Teks-teks dalam Tripitaka Pali mengidentifikasi penggunaan kesabaran (khanti) dalam menanggapi kemarahan orang lain, perselingkuhan, penyiksaan, dan bahkan serangan yang berakibat fatal.
Dhammapada
Khanti merupakan kata pertama dalam ovāda-pāṭimokkha gātha (Pāli untuk "Syair Nasihat Pāṭimokkha "), yang ditemukan dalam kitab Dhammapada, syair 184:
Di tempat lain dalam kitab Dhammapada, khanti ditemukan dalam syair 399:
Dia bertahan—tanpa amarah—
penghinaan, penyerangan, & pemenjaraan.
Pasukannya adalah kekuatan;
kekuatannya adalah kesabaran:
dialah yang Aku sebut
seorang brahmana.[3]
Pengekangan dewa Sakka
Dalam Saṁyutta Nikāya, Sang Buddha menceritakan tentang pertempuran kuno antara para dewa dan para asura dengan menangnya para dewa dan ditangkap serta dipenjarakannya raja asura bernama Vepacitti. Ketika dewa Sakka mengunjungi Vepacitti di penjara, Vepacitti "menghina dan memaki dia dengan kata-kata kasar dan kasar," dan Sakka tidak menanggapinya dengan baik. Setelah itu, kusir kereta perang Sakka menanyai Sakka mengenai hal ini, sambil menyatakan kekhawatiran bahwa beberapa orang akan melihat jawaban Sakka sebagai tanda ketakutan atau kelemahan. Sakka menjawab:
Bukan karena takut atau lemah
Saya bersabar terhadap Vepacitti.
Bagaimana mungkin orang bijak seperti saya
Terlibat dalam pertempuran dengan orang bodoh?

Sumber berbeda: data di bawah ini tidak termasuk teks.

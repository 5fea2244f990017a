//! Outbound adapters implementing the driven ports.
//!
//! - **persistence**: PostgreSQL user store on Diesel, plus embedded
//!   migrations.
//! - **memory**: process-local user store for development and tests.
//! - **credentials**: Argon2id password hashing.
//!
//! Adapters convert between domain types and infrastructure representations
//! and carry no registration rules.

pub mod credentials;
pub mod memory;
pub mod persistence;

...Sasaran yang berpuncak pada kebaikan diri sendiri
Tidak ditemukan yang lebih baik daripada kesabaran.
...Orang yang membalas orang yang marah dengan kemarahan
Dengan demikian memperburuk keadaan bagi dirinya sendiri.
Tidak membalas orang yang marah dengan kemarahan,
Seseorang memenangkan pertempuran yang sulit dimenangkan.
Dia berlatih untuk kesejahteraan keduanya,
Kesejahteraannya sendiri dan orang lain,
Ketika, mengetahui bahwa musuhnya marah,
Dia dengan penuh perhatian menjaga kedamaiannya.
Ketika dia mencapai penyembuhan keduanya—
Kesejahteraannya sendiri dan orang lain—
Orang-orang yang menganggapnya bodoh
Tidak terampil dalam Dhamma.[4]
Sang Buddha kemudian memuji Sakka kepada para pengikutnya atas "kesabaran dan kelembutannya" (khantisoraccassa).[4]
Kesabaran seorang suami yang diselingkuhi
Dalam kitab Jātaka, sebuah kisah Exposition on Patience Birth Story (Khanti-vaṇṇana-jātaka: Ja 225), Sang Buddha menceritakan tentang kehidupan lampau ketika ia menjadi Brahmadatta, seorang raja Benares. Pada saat itu, seorang abdi dalem raja "terlibat dalam intrik di harem raja." Abdi dalem yang sama ini juga dikhianati oleh salah seorang pembantunya sendiri dan mengeluh kepada raja tentang pembantu itu. Sebagai tanggapan, raja mengungkapkan pengetahuannya tentang pengkhianatan abdi dalem itu dan menyatakan:
Orang baik, kukira, sangat langka: jadi kesabaran adalah penebusku.[5]
Atas dasar rasa malu karena raja mengetahui perbuatan mereka, abdi dalem dan pembantunya pun menghentikan pengkhianatan mereka.[5]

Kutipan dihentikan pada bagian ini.